--- Extracted information ---

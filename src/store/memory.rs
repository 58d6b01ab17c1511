//! In-memory datastore
//!
//! Used when no DATABASE_URL is configured, and by the test suite.
//! Critical sections are synchronous (no `.await` while a lock is held),
//! so a dropped request can never leave a reservation without its booking.
//!
//! Lock order: ledger entry -> idempotency map -> bookings. The idempotency
//! map is held only to look up or claim a key, never while waiting on an entry.

use async_trait::async_trait;
use chrono::Utc;
use parking_lot::{Mutex, RwLock};
use std::collections::hash_map::Entry;
use std::collections::{BTreeSet, HashMap};
use uuid::Uuid;

use crate::domain::{Booking, BookingStatus, DomainError, Event, EventChanges, EventFilter, UserId};
use crate::ledger::{log_release, LedgerSnapshot, Release, SeatLedger};

use super::{
    replay_or_conflict, BookingOutcome, BookingRequest, CancelOutcome, Datastore,
    LedgerDiscrepancy, StoreError,
};

/// In-memory implementation of [`Datastore`]
#[derive(Debug, Default)]
pub struct MemoryStore {
    events: RwLock<HashMap<Uuid, Event>>,
    ledger: SeatLedger,
    bookings: RwLock<HashMap<Uuid, Booking>>,
    idempotency: Mutex<HashMap<(UserId, Uuid), Uuid>>,
}

impl MemoryStore {
    pub fn new() -> Self {
        Self::default()
    }

    /// Booking already recorded under `(user_id, key)`
    fn booking_for_key(&self, user_id: &UserId, key: Uuid) -> Result<Option<Booking>, StoreError> {
        let Some(booking_id) = self.idempotency.lock().get(&(user_id.clone(), key)).copied() else {
            return Ok(None);
        };
        self.bookings
            .read()
            .get(&booking_id)
            .cloned()
            .map(Some)
            .ok_or_else(|| StoreError::Corrupt(format!("idempotency key {key} points to missing booking")))
    }

    fn record_booking(&self, request: &BookingRequest) -> Result<BookingOutcome, StoreError> {
        if let Some(key) = request.idempotency_key {
            if let Some(existing) = self.booking_for_key(&request.user_id, key)? {
                return replay_or_conflict(existing, request, key);
            }
        }

        let price = self
            .events
            .read()
            .get(&request.event_id)
            .map(|event| event.price)
            .ok_or(DomainError::EventNotFound(request.event_id))?;

        let entry = self
            .ledger
            .entry(request.event_id)
            .ok_or(DomainError::EventNotFound(request.event_id))?;
        let mut entry = entry.lock();

        let booking = Booking::pending(
            request.user_id.clone(),
            request.event_id,
            request.ticket_count,
            request.pricing.total_for(price, request.ticket_count),
            request.idempotency_key,
            Utc::now(),
        )?
        .confirm()?;

        let reservation = entry.try_reserve(request.ticket_count)?;

        // Claim the key only now. A request that lost the claim gives its seats
        // back before the entry lock is released.
        let mut keys = request.idempotency_key.map(|_| self.idempotency.lock());
        if let (Some(keys), Some(key)) = (keys.as_mut(), request.idempotency_key) {
            match keys.entry((request.user_id.clone(), key)) {
                Entry::Occupied(claimed) => {
                    entry.release(request.ticket_count);
                    let existing = self.bookings.read().get(claimed.get()).cloned().ok_or_else(|| {
                        StoreError::Corrupt(format!("idempotency key {key} points to missing booking"))
                    })?;
                    return replay_or_conflict(existing, request, key);
                }
                Entry::Vacant(slot) => {
                    slot.insert(booking.id);
                }
            }
        }

        // Recorded before the key lock drops, so a claimed key always resolves
        self.bookings.write().insert(booking.id, booking.clone());
        drop(keys);

        Ok(BookingOutcome::Created {
            booking,
            reservation,
        })
    }

    fn cancel_booking(&self, booking_id: Uuid, requester: &UserId) -> Result<CancelOutcome, StoreError> {
        // Find the event first so the ledger lock is taken before the bookings lock
        let event_id = self
            .bookings
            .read()
            .get(&booking_id)
            .map(|booking| booking.event_id)
            .ok_or(DomainError::BookingNotFound(booking_id))?;

        let entry = self.ledger.entry(event_id);
        let mut entry = entry.as_ref().map(|entry| entry.lock());
        let mut bookings = self.bookings.write();

        let booking = bookings
            .get(&booking_id)
            .cloned()
            .ok_or(DomainError::BookingNotFound(booking_id))?;
        let cancellation = booking.cancel(requester, Utc::now())?;

        let seats = cancellation.seats_to_release;
        let release = match entry.as_mut() {
            _ if seats == 0 => Release {
                released: 0,
                excess: 0,
            },
            Some(entry) => {
                let release = entry.release(seats);
                log_release(event_id, seats, &release);
                release
            }
            None => {
                tracing::warn!(
                    event_id = %event_id,
                    booking_id = %booking_id,
                    seats = seats,
                    "Cancelled booking for deleted event; no ledger entry to release"
                );
                Release {
                    released: 0,
                    excess: seats,
                }
            }
        };

        bookings.insert(booking_id, cancellation.booking.clone());

        Ok(CancelOutcome {
            booking: cancellation.booking,
            release,
        })
    }
}

#[async_trait]
impl Datastore for MemoryStore {
    async fn insert_event(&self, event: Event) -> Result<Event, StoreError> {
        let mut events = self.events.write();
        if events.contains_key(&event.id) {
            return Err(StoreError::Corrupt(format!("duplicate event id {}", event.id)));
        }
        self.ledger.open(event.id, event.capacity);
        events.insert(event.id, event.clone());
        Ok(event)
    }

    async fn get_event(&self, event_id: Uuid) -> Result<Option<Event>, StoreError> {
        Ok(self.events.read().get(&event_id).cloned())
    }

    async fn list_events(&self, filter: &EventFilter) -> Result<Vec<Event>, StoreError> {
        let mut events: Vec<Event> = self
            .events
            .read()
            .values()
            .filter(|event| filter.matches(event))
            .cloned()
            .collect();
        events.sort_by(|a, b| a.date.cmp(&b.date).then_with(|| a.title.cmp(&b.title)));
        Ok(events)
    }

    async fn update_event(&self, event_id: Uuid, changes: EventChanges) -> Result<Event, StoreError> {
        let mut events = self.events.write();
        let current = events
            .get(&event_id)
            .cloned()
            .ok_or(DomainError::EventNotFound(event_id))?;
        let updated = current.apply_changes(changes, Utc::now())?;
        events.insert(event_id, updated.clone());
        Ok(updated)
    }

    async fn delete_event(&self, event_id: Uuid) -> Result<bool, StoreError> {
        let removed = self.events.write().remove(&event_id).is_some();
        if removed {
            self.ledger.close(event_id);
        }
        Ok(removed)
    }

    async fn categories(&self) -> Result<Vec<String>, StoreError> {
        let categories: BTreeSet<String> = self
            .events
            .read()
            .values()
            .filter(|event| !event.category.is_empty())
            .map(|event| event.category.clone())
            .collect();
        Ok(categories.into_iter().collect())
    }

    async fn ledger_snapshot(&self, event_id: Uuid) -> Result<Option<LedgerSnapshot>, StoreError> {
        Ok(self.ledger.snapshot(event_id))
    }

    async fn reserve_and_record(&self, request: BookingRequest) -> Result<BookingOutcome, StoreError> {
        self.record_booking(&request)
    }

    async fn cancel_and_release(
        &self,
        booking_id: Uuid,
        requester: &UserId,
    ) -> Result<CancelOutcome, StoreError> {
        self.cancel_booking(booking_id, requester)
    }

    async fn get_booking(&self, booking_id: Uuid) -> Result<Option<Booking>, StoreError> {
        Ok(self.bookings.read().get(&booking_id).cloned())
    }

    async fn bookings_for_user(&self, user_id: &UserId) -> Result<Vec<Booking>, StoreError> {
        let mut bookings: Vec<Booking> = self
            .bookings
            .read()
            .values()
            .filter(|booking| &booking.user_id == user_id)
            .cloned()
            .collect();
        bookings.sort_by(|a, b| b.booking_date.cmp(&a.booking_date));
        Ok(bookings)
    }

    async fn find_ledger_discrepancies(&self) -> Result<Vec<LedgerDiscrepancy>, StoreError> {
        let mut discrepancies = Vec::new();

        for event_id in self.ledger.event_ids() {
            let Some(entry) = self.ledger.entry(event_id) else {
                continue;
            };
            // Holding the entry lock keeps bookings for this event stable
            let entry = entry.lock();
            let confirmed_seats: u32 = self
                .bookings
                .read()
                .values()
                .filter(|b| b.event_id == event_id && b.status == BookingStatus::Confirmed)
                .map(|b| b.ticket_count)
                .sum();

            if entry.booked_seats() != confirmed_seats {
                discrepancies.push(LedgerDiscrepancy {
                    event_id,
                    booked_seats: entry.booked_seats(),
                    confirmed_seats,
                });
            }
        }

        Ok(discrepancies)
    }
}
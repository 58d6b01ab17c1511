//! Event catalog types
//!
//! An event is a bookable activity. Display fields may change over time;
//! the identity and the capacity never do.

use chrono::{DateTime, NaiveDate, Utc};
use serde::{Deserialize, Serialize};
use uuid::Uuid;

use super::{DomainError, Price};

/// Largest capacity an event may have; the seat ledger stores 32-bit signed counts
pub const MAX_CAPACITY: u32 = i32::MAX as u32;

/// A bookable event
#[derive(Debug, Clone, PartialEq, Serialize, Deserialize)]
#[serde(rename_all = "camelCase")]
pub struct Event {
    pub id: Uuid,
    pub title: String,
    pub description: String,
    pub date: NaiveDate,
    /// Display string, e.g. "10:00 AM - 5:00 PM"
    pub time: String,
    pub location: String,
    pub price: Price,
    pub capacity: u32,
    pub image: String,
    pub category: String,
    pub organizer: String,
    pub featured: bool,
    pub created_at: DateTime<Utc>,
    pub updated_at: DateTime<Utc>,
}

impl Event {
    /// Apply display-field changes. Capacity is rejected.
    pub fn apply_changes(mut self, changes: EventChanges, now: DateTime<Utc>) -> Result<Self, DomainError> {
        changes.validate()?;

        if let Some(title) = changes.title {
            self.title = title.trim().to_string();
        }
        if let Some(description) = changes.description {
            self.description = description;
        }
        if let Some(date) = changes.date {
            self.date = date;
        }
        if let Some(time) = changes.time {
            self.time = time;
        }
        if let Some(location) = changes.location {
            self.location = location;
        }
        if let Some(price) = changes.price {
            self.price = price;
        }
        if let Some(image) = changes.image {
            self.image = image;
        }
        if let Some(category) = changes.category {
            self.category = category;
        }
        if let Some(organizer) = changes.organizer {
            self.organizer = organizer;
        }
        if let Some(featured) = changes.featured {
            self.featured = featured;
        }
        self.updated_at = now;

        Ok(self)
    }
}

/// Data for creating an event
#[derive(Debug, Clone, Serialize, Deserialize)]
#[serde(rename_all = "camelCase")]
pub struct NewEvent {
    pub title: String,
    #[serde(default)]
    pub description: String,
    pub date: NaiveDate,
    #[serde(default)]
    pub time: String,
    #[serde(default)]
    pub location: String,
    pub price: Price,
    #[serde(default)]
    pub capacity: Option<u32>,
    #[serde(default)]
    pub image: String,
    #[serde(default)]
    pub category: String,
    #[serde(default)]
    pub organizer: String,
    #[serde(default)]
    pub featured: Option<bool>,
}

impl NewEvent {
    /// Build the event record, filling unset capacity and featured flag.
    pub fn into_event(
        self,
        id: Uuid,
        default_capacity: u32,
        now: DateTime<Utc>,
    ) -> Result<Event, DomainError> {
        let title = self.title.trim().to_string();
        if title.is_empty() {
            return Err(DomainError::InvalidEvent("title is required".to_string()));
        }

        let capacity = self.capacity.unwrap_or(default_capacity);
        if capacity == 0 {
            return Err(DomainError::InvalidEvent(
                "capacity must be at least 1".to_string(),
            ));
        }
        if capacity > MAX_CAPACITY {
            return Err(DomainError::InvalidEvent(format!(
                "capacity must not exceed {MAX_CAPACITY}"
            )));
        }

        Ok(Event {
            id,
            title,
            description: self.description,
            date: self.date,
            time: self.time,
            location: self.location,
            price: self.price,
            capacity,
            image: self.image,
            category: self.category,
            organizer: self.organizer,
            featured: self.featured.unwrap_or(false),
            created_at: now,
            updated_at: now,
        })
    }
}

/// Partial update of an event's display fields
#[derive(Debug, Clone, Default, Serialize, Deserialize)]
#[serde(rename_all = "camelCase")]
pub struct EventChanges {
    #[serde(default)]
    pub title: Option<String>,
    #[serde(default)]
    pub description: Option<String>,
    #[serde(default)]
    pub date: Option<NaiveDate>,
    #[serde(default)]
    pub time: Option<String>,
    #[serde(default)]
    pub location: Option<String>,
    #[serde(default)]
    pub price: Option<Price>,
    /// Accepted on the wire only so that it can be rejected
    #[serde(default)]
    pub capacity: Option<u32>,
    #[serde(default)]
    pub image: Option<String>,
    #[serde(default)]
    pub category: Option<String>,
    #[serde(default)]
    pub organizer: Option<String>,
    #[serde(default)]
    pub featured: Option<bool>,
}

impl EventChanges {
    pub fn validate(&self) -> Result<(), DomainError> {
        if self.capacity.is_some() {
            return Err(DomainError::CapacityImmutable);
        }
        if matches!(&self.title, Some(title) if title.trim().is_empty()) {
            return Err(DomainError::InvalidEvent("title must not be empty".to_string()));
        }
        Ok(())
    }

    pub fn with_price(mut self, price: Price) -> Self {
        self.price = Some(price);
        self
    }
}

/// Catalog listing filter
#[derive(Debug, Clone, Default, PartialEq, Eq, Serialize, Deserialize)]
pub struct EventFilter {
    /// Case-insensitive match on title, description or location
    #[serde(default)]
    pub search: Option<String>,
    #[serde(default)]
    pub category: Option<String>,
    #[serde(default)]
    pub featured: Option<bool>,
}

impl EventFilter {
    pub fn matches(&self, event: &Event) -> bool {
        if let Some(term) = self.search_term() {
            let hit = [&event.title, &event.description, &event.location]
                .iter()
                .any(|field| field.to_lowercase().contains(&term));
            if !hit {
                return false;
            }
        }

        if let Some(category) = self.category.as_deref().filter(|c| !c.is_empty()) {
            if event.category != category {
                return false;
            }
        }

        if let Some(featured) = self.featured {
            if event.featured != featured {
                return false;
            }
        }

        true
    }

    /// Lowercased, trimmed search term; `None` when blank.
    pub fn search_term(&self) -> Option<String> {
        self.search
            .as_deref()
            .map(str::trim)
            .filter(|s| !s.is_empty())
            .map(str::to_lowercase)
    }
}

---

**Task**
In the records above, the lines containing the string "BookingOutcome" should be counted; give only the total.

**Result for this task**
4